Addiction Whack-a-Mole: Why We Jump From One Fix to Another
Anecdotally, it’s not uncommon for someone who has recovered from one addiction to find himself or herself embroiled in a new problematic behavior – one that may pose a comparable threat to his or her wellbeing. How come a new fixation crops up just as a prior one is (seemingly) resolved?
Several theories abound and expert opinions are divided over whether such “substitute addictions” constitute separate (and legitimate) problems or are lesser evils that inevitably crop-up along the path to total recovery.
Why it Happens
According to Dr. Steve Sussman, Ph.D., Professor of Preventive Medicine and Psychology? at University of Southern California’s Institute for Health Promotion & Disease Prevention Research, “Substitute addictions may produce similar positive sensations in the mesolimbic dopamine system, associated with reward.” That is to say that they fulfill a previous need of a recovered addict, granting them a pleasurable fix (or its illusion) similar to a previous one they sought out.
Another theory is that having engaged in substance misuse, an addict’s brain is rendered more vulnerable to losses of self-control and thus no matter what activity he or she engages in during sobriety, s/he will be at risk for going overboard on just about anything pleasurable unless his/her brain can be retrained to regulate impulses and cravings.

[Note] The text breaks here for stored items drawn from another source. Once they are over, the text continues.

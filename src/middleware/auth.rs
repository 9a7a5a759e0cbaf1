use axum::{
    extract::{FromRequestParts, Request, State},
    http::{header, request::Parts},
    middleware::Next,
    response::Response,
};

use accounts_auth::{Policy, Target};
use accounts_core::AppError;
use accounts_models::User;

use crate::state::AppState;

/// Pulls the token out of an `Authorization: Bearer <token>` header.
pub fn bearer_token(parts: &Parts) -> Result<&str, AppError> {
    let auth_header = parts
        .headers
        .get(header::AUTHORIZATION)
        .and_then(|value| value.to_str().ok())
        .ok_or_else(|| AppError::unauthorized("Missing authorization header"))?;

    let token = auth_header
        .strip_prefix("Bearer ")
        .map(str::trim)
        .filter(|t| !t.is_empty())
        .ok_or_else(|| AppError::unauthorized("Invalid authorization header format"))?;

    Ok(token)
}

/// The raw bearer token, not validated.
#[derive(Debug, Clone)]
pub struct BearerToken(pub String);

impl<S> FromRequestParts<S> for BearerToken
where
    S: Send + Sync,
{
    type Rejection = AppError;

    async fn from_request_parts(parts: &mut Parts, _state: &S) -> Result<Self, Self::Rejection> {
        bearer_token(parts).map(|t| BearerToken(t.to_string()))
    }
}

/// The active user behind the request's access token.
#[derive(Debug, Clone)]
pub struct CurrentUser(pub User);

impl FromRequestParts<AppState> for CurrentUser {
    type Rejection = AppError;

    async fn from_request_parts(
        parts: &mut Parts,
        state: &AppState,
    ) -> Result<Self, Self::Rejection> {
        // Already resolved by `require_superuser`.
        if let Some(user) = parts.extensions.get::<CurrentUser>() {
            return Ok(user.clone());
        }

        let token = bearer_token(parts)?;
        let user = state.guard().current_user(token).await?;
        Ok(CurrentUser(user))
    }
}

/// Route-layer middleware admitting only active superusers.
///
/// ```rust,ignore
/// let admin_routes = Router::new()
///     .route("/", get(list_users))
///     .route_layer(middleware::from_fn_with_state(state.clone(), require_superuser));
/// ```
pub async fn require_superuser(
    State(state): State<AppState>,
    req: Request,
    next: Next,
) -> Result<Response, AppError> {
    let (mut parts, body) = req.into_parts();

    let token = bearer_token(&parts)?;
    let user = state
        .guard()
        .authorize(Policy::IsSuperuser, token, &Target::none())
        .await?;

    parts.extensions.insert(CurrentUser(user));
    Ok(next.run(Request::from_parts(parts, body)).await)
}

#[cfg(test)]
mod tests {
    use super::*;
    use axum::http::Request as HttpRequest;

    fn parts_with(header_value: Option<&str>) -> Parts {
        let mut builder = HttpRequest::builder().uri("/");
        if let Some(value) = header_value {
            builder = builder.header(header::AUTHORIZATION, value);
        }
        builder.body(()).unwrap().into_parts().0
    }

    #[test]
    fn test_bearer_token_extracted() {
        let parts = parts_with(Some("Bearer abc.def.ghi"));
        assert_eq!(bearer_token(&parts).unwrap(), "abc.def.ghi");
    }

    #[test]
    fn test_missing_header() {
        let parts = parts_with(None);
        let err = bearer_token(&parts).unwrap_err();
        assert_eq!(err.status, axum::http::StatusCode::UNAUTHORIZED);
    }

    #[test]
    fn test_wrong_scheme() {
        for value in ["Basic dXNlcjpwYXNz", "Bearer ", "bearer abc"] {
            let parts = parts_with(Some(value));
            assert!(bearer_token(&parts).is_err(), "{value} should be rejected");
        }
    }
}
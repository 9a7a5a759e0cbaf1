//! Token signing configuration.
//!
//! # Environment Variables
//!
//! - `AUTH_SECRET_STRING` (or `JWT_SECRET`): HS256 signing secret
//! - `JWT_ACCESS_EXPIRY`: access token lifetime in seconds (default: 1800, 30 minutes)
//! - `JWT_REFRESH_EXPIRY`: refresh token lifetime in seconds (default: 36000, 10 hours)

use std::env;

use crate::ConfigError;

pub const DEFAULT_ACCESS_TOKEN_EXPIRY: i64 = 30 * 60;
pub const DEFAULT_REFRESH_TOKEN_EXPIRY: i64 = 10 * 60 * 60;

#[derive(Clone, PartialEq, Eq)]
pub struct JwtConfig {
    pub secret: String,
    pub access_token_expiry: i64,
    pub refresh_token_expiry: i64,
}

impl JwtConfig {
    pub fn new(secret: impl Into<String>) -> Self {
        Self {
            secret: secret.into(),
            access_token_expiry: DEFAULT_ACCESS_TOKEN_EXPIRY,
            refresh_token_expiry: DEFAULT_REFRESH_TOKEN_EXPIRY,
        }
    }

    pub fn from_env() -> Result<Self, ConfigError> {
        let secret = env::var("AUTH_SECRET_STRING")
            .or_else(|_| env::var("JWT_SECRET"))
            .map_err(|_| ConfigError::Missing("AUTH_SECRET_STRING"))?;

        if secret.trim().is_empty() {
            return Err(ConfigError::Invalid {
                var: "AUTH_SECRET_STRING",
                value: String::new(),
            });
        }

        Ok(Self {
            secret,
            access_token_expiry: crate::parse_positive("JWT_ACCESS_EXPIRY")?
                .unwrap_or(DEFAULT_ACCESS_TOKEN_EXPIRY),
            refresh_token_expiry: crate::parse_positive("JWT_REFRESH_EXPIRY")?
                .unwrap_or(DEFAULT_REFRESH_TOKEN_EXPIRY),
        })
    }
}

impl Default for JwtConfig {
    fn default() -> Self {
        Self::new("insecure-development-secret-change-me")
    }
}

// Keep the secret out of logs and `#[instrument]` output.
impl std::fmt::Debug for JwtConfig {
    fn fmt(&self, f: &mut std::fmt::Formatter<'_>) -> std::fmt::Result {
        f.debug_struct("JwtConfig")
            .field("secret", &"<redacted>")
            .field("access_token_expiry", &self.access_token_expiry)
            .field("refresh_token_expiry", &self.refresh_token_expiry)
            .finish()
    }
}

#[cfg(test)]
mod tests {
    use super::*;

    #[test]
    fn test_default_ttls() {
        let config = JwtConfig::new("secret");
        assert_eq!(config.access_token_expiry, 1800);
        assert_eq!(config.refresh_token_expiry, 36000);
        assert!(config.refresh_token_expiry > config.access_token_expiry);
    }

    #[test]
    fn test_debug_redacts_secret() {
        let config = JwtConfig::new("super-secret-value");
        let debug = format!("{:?}", config);
        assert!(!debug.contains("super-secret-value"));
        assert!(debug.contains("<redacted>"));
    }
}
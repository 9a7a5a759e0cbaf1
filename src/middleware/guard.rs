use std::sync::Arc;

use tracing::{debug, warn};

use accounts_auth::{Policy, Scope, Target, TokenService};
use accounts_core::{AppError, AuthError};
use accounts_db::UserRepository;
use accounts_models::User;

use crate::metrics::track_authz_denied;

/// Resolves bearer tokens to users and applies [`Policy`] checks.
#[derive(Clone)]
pub struct PermissionGuard {
    tokens: TokenService,
    users: Arc<dyn UserRepository>,
}

impl PermissionGuard {
    pub fn new(tokens: TokenService, users: Arc<dyn UserRepository>) -> Self {
        Self { tokens, users }
    }

    /// The active user an access token was issued for.
    ///
    /// Token failures are reported as `Unauthenticated` with the cause in the
    /// message. A deleted user gives `UserNotFound` and a disabled one
    /// `InactiveUser`.
    pub async fn current_user(&self, bearer: &str) -> Result<User, AppError> {
        let subject = self
            .tokens
            .validate(bearer, Scope::Access)
            .map_err(|e| {
                debug!(error = %e, "Rejected bearer token");
                AuthError::Unauthenticated(e.to_string())
            })?;

        let user = self
            .users
            .find_user_by_id(subject.user_id)
            .await?
            .ok_or(AuthError::UserNotFound)?;

        if !user.is_active {
            return Err(AuthError::InactiveUser.into());
        }

        Ok(user)
    }

    /// Resolves the user behind `bearer` and evaluates `policy` against `target`.
    pub async fn authorize(
        &self,
        policy: Policy,
        bearer: &str,
        target: &Target,
    ) -> Result<User, AppError> {
        let user = self.current_user(bearer).await?;
        self.check(policy, &user, target)?;
        Ok(user)
    }

    pub fn check(&self, policy: Policy, user: &User, target: &Target) -> Result<(), AppError> {
        policy.evaluate(user, target).map_err(|e| {
            warn!(user_id = %user.id, policy = %policy, "Access denied");
            track_authz_denied(policy.as_str());
            AppError::from(e)
        })
    }
}
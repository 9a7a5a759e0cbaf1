//! # Accounts Auth
//!
//! Token handling and authorization policies for the accounts service.
//!
//! - [`tokens`]: [`TokenService`], which issues, validates and rotates JWTs
//! - [`claims`]: the claim set, [`Scope`] and [`Subject`]
//! - [`policy`]: [`Policy`], [`Target`] and the [`Identity`] trait users implement
//!
//! Nothing here touches storage or the environment. The HTTP crate resolves the
//! user behind a token and feeds it to [`Policy::evaluate`].

pub mod claims;
pub mod policy;
pub mod tokens;

pub use claims::{Claims, Scope, Subject};
pub use policy::{Identity, Policy, Target};
pub use tokens::TokenService;
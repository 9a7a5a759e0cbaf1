//! Authentication and authorization for HTTP handlers.
//!
//! # Modules
//!
//! - [`guard`]: [`PermissionGuard`](guard::PermissionGuard), which turns a bearer
//!   token into a [`User`](accounts_models::User) and evaluates policies
//! - [`auth`]: extractors and route-layer middleware built on the guard
//!
//! # Authentication Flow
//!
//! 1. Client sends request with `Authorization: Bearer <token>` header
//! 2. The guard validates the token with the access scope
//! 3. The user is loaded and must still be active
//! 4. A policy is evaluated against the user and the target resource
//!
//! # Example
//!
//! ```ignore
//! use crate::middleware::auth::CurrentUser;
//!
//! async fn update_user(
//!     State(state): State<AppState>,
//!     CurrentUser(user): CurrentUser,
//!     Path(id): Path<Uuid>,
//! ) -> Result<Json<User>, AppError> {
//!     state.guard().check(Policy::IsSuperuserOrIsOwner, &user, &Target::by_id(id))?;
//!     // ...
//! }
//! ```

pub mod auth;
pub mod guard;
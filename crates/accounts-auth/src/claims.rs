//! JWT claim structures for authentication tokens.
//!
//! Every token the service signs carries the same claim set:
//!
//! - `exp`: expiry, unix seconds
//! - `iat`: issued-at, unix seconds
//! - `scope`: [`Scope`], `"access_token"` or `"refresh_token"` on the wire
//! - `sub`: [`Subject`], the user the token was issued for

use std::fmt;

use serde::{Deserialize, Serialize};
use utoipa::ToSchema;
use uuid::Uuid;

use crate::policy::Identity;

/// What a token may be redeemed for.
#[derive(Debug, Clone, Copy, PartialEq, Eq, Hash, Serialize, Deserialize, ToSchema)]
pub enum Scope {
    #[serde(rename = "access_token")]
    Access,
    #[serde(rename = "refresh_token")]
    Refresh,
}

impl Scope {
    pub fn as_str(&self) -> &'static str {
        match self {
            Scope::Access => "access_token",
            Scope::Refresh => "refresh_token",
        }
    }
}

impl fmt::Display for Scope {
    fn fmt(&self, f: &mut fmt::Formatter<'_>) -> fmt::Result {
        f.write_str(self.as_str())
    }
}

/// The identity embedded in a token.
#[derive(Debug, Clone, PartialEq, Eq, Serialize, Deserialize, ToSchema)]
pub struct Subject {
    pub user_id: Uuid,
    /// The user's email, which doubles as the login handle.
    pub username: String,
}

impl Subject {
    pub fn new(user_id: Uuid, username: impl Into<String>) -> Self {
        Self {
            user_id,
            username: username.into(),
        }
    }

    pub fn of<I: Identity + ?Sized>(identity: &I) -> Self {
        Self::new(identity.id(), identity.email())
    }
}

#[derive(Debug, Clone, PartialEq, Eq, Serialize, Deserialize, ToSchema)]
pub struct Claims {
    /// Token expiration timestamp (Unix timestamp)
    pub exp: i64,
    /// Token issued-at timestamp (Unix timestamp)
    pub iat: i64,
    pub scope: Scope,
    pub sub: Subject,
}

#[cfg(test)]
mod tests {
    use super::*;

    #[test]
    fn test_scope_wire_names() {
        assert_eq!(
            serde_json::to_string(&Scope::Access).unwrap(),
            r#""access_token""#
        );
        assert_eq!(
            serde_json::to_string(&Scope::Refresh).unwrap(),
            r#""refresh_token""#
        );
        assert_eq!(Scope::Refresh.to_string(), "refresh_token");
    }

    #[test]
    fn test_claims_serialize() {
        let user_id = Uuid::new_v4();
        let claims = Claims {
            exp: 1234567890,
            iat: 1234566090,
            scope: Scope::Access,
            sub: Subject::new(user_id, "test@example.com"),
        };
        let serialized = serde_json::to_string(&claims).unwrap();
        assert!(serialized.contains(r#""scope":"access_token""#));
        assert!(serialized.contains(r#""username":"test@example.com""#));
        assert!(serialized.contains(&format!(r#""user_id":"{}""#, user_id)));
    }

    #[test]
    fn test_claims_deserialize() {
        let json = r#"{"exp":9999999999,"iat":9999999900,"scope":"refresh_token","sub":{"user_id":"67e55044-10b1-426f-9247-bb680e5fe0c8","username":"user@test.com"}}"#;
        let claims: Claims = serde_json::from_str(json).unwrap();
        assert_eq!(claims.scope, Scope::Refresh);
        assert_eq!(claims.sub.username, "user@test.com");
        assert_eq!(claims.exp, 9999999999);
    }

    #[test]
    fn test_unknown_scope_rejected() {
        let json = r#"{"exp":1,"iat":0,"scope":"admin","sub":{"user_id":"67e55044-10b1-426f-9247-bb680e5fe0c8","username":"a@b.c"}}"#;
        assert!(serde_json::from_str::<Claims>(json).is_err());
    }
}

Other research suggest that some people’s inclination to jump from one addiction to the next originates from an underlying mood, behavioral or personality pathology that drives them to excess in many circumstances. To illustrate this point, an article published in the April 2000 edition of the British Journal of Sports Medicine notes that one “study of pathological gamblers showed that 60% had a lifetime mood disorder, 40% a lifetime anxiety disorder, and 87% a personality disorder. Similarly, 60% of heroin addicts have been found to meet the criteria for a lifetime anxiety disorder, and 41% were diagnosed with a depressive illness.”
In this line of thought, substances or problem behaviors are indulged in to regulate mood imbalances, intrusive thoughts, and/or energy levels. Because the addiction is propelled by something deeper, that need for this external regulation will easily latch onto a new outlet – either in the form of a new substance, or a compulsive behavior – if left untreated.
Put simply, as Dr. Lance Dodes, M.D., author of Breaking Addiction, explained in a 2011 interview with TheFix.com: “Addiction is a solution to an emotional need. If you deprive someone of one solution to their emotional problems, it’s not surprising that they’ll find another one instead.”
Substitute addictions can be sneaky, especially when they crop up in the form of seemingly healthy activities, like exercise. Since few people in our culture consider excessive levels of physical activity to be problematic, the silent struggles of people who come to rely on compulsive exercise in place of a previous behavioral or substance addiction often remain unnoticed.
Hence why, in a 2011 paper published in the International Journal of Environmental Research and Public Health, Dr. Marilyn Freimuth, Ph.D., and colleagues warn “clinicians who specialize in substance-related disorders and behavioral addictions… to be attuned to exercise addiction” – especially, she adds, “given its co-occurrence with substance use disorders and other behavioral addictions such as sex, work, and buying/shopping.”
A Silver Lining?
Some psychologists argue that substitute addictions are an inevitable outcome along the road to recovery – and that rather than being feared, they should be accepted as part of the recoverer’s process of achieving a more balanced, moderate way of life.
As Sussman writes, “Even though engaging in a substitute addiction allows the addictive pathway to remain functional, this substitute may, over time, permit a ‘weakening’ of the original (hopefully worse) addiction. The substitute addiction also may then be eliminated or channeled into a healthy and moderate level of behavior (Horvath, 2006) that could not be reached with the more intense/harmful addiction.”
What to Do About It?
Irrespective of your stance on whether substitute addictions are good or bad, the most helpful things you can do if you’re concerned you might be against one is to be mindful of what going overboard looks like and ally yourself with friends and family members who can model what a healthy amount of a particular behavior actually looks like.
It can also be helpful to undergo cognitive behavioral therapy (CBT), which has been proven to effectively treat addiction or dialectical behavior therapy (DBT) in the event an underlying personality pathology is at play.
Equally important is to, especially during the early stages of recovery, limit one’s exposure to situations in which excessive, compulsive, or otherwise self-destructive behavior will be encouraged. For example, people with a history of addiction may want to limit time spent shopping, gambling, or exercising to the point of exhaustion, as well as avoid stocking their cupboards with junk food (since overeating is very common following the cessation of addictive substances and binge eating has been found to be more common among individuals with a history of substance abuse and behavioral disorders).
Self-forgiveness is also critical to ensuring that shame doesn’t perpetuate or give rise to a new addiction. All of us, addicts or not, go overboard sometimes. It is our awareness of this fact and our ability to pause and reign ourselves in that ensures our emotional and physical survival.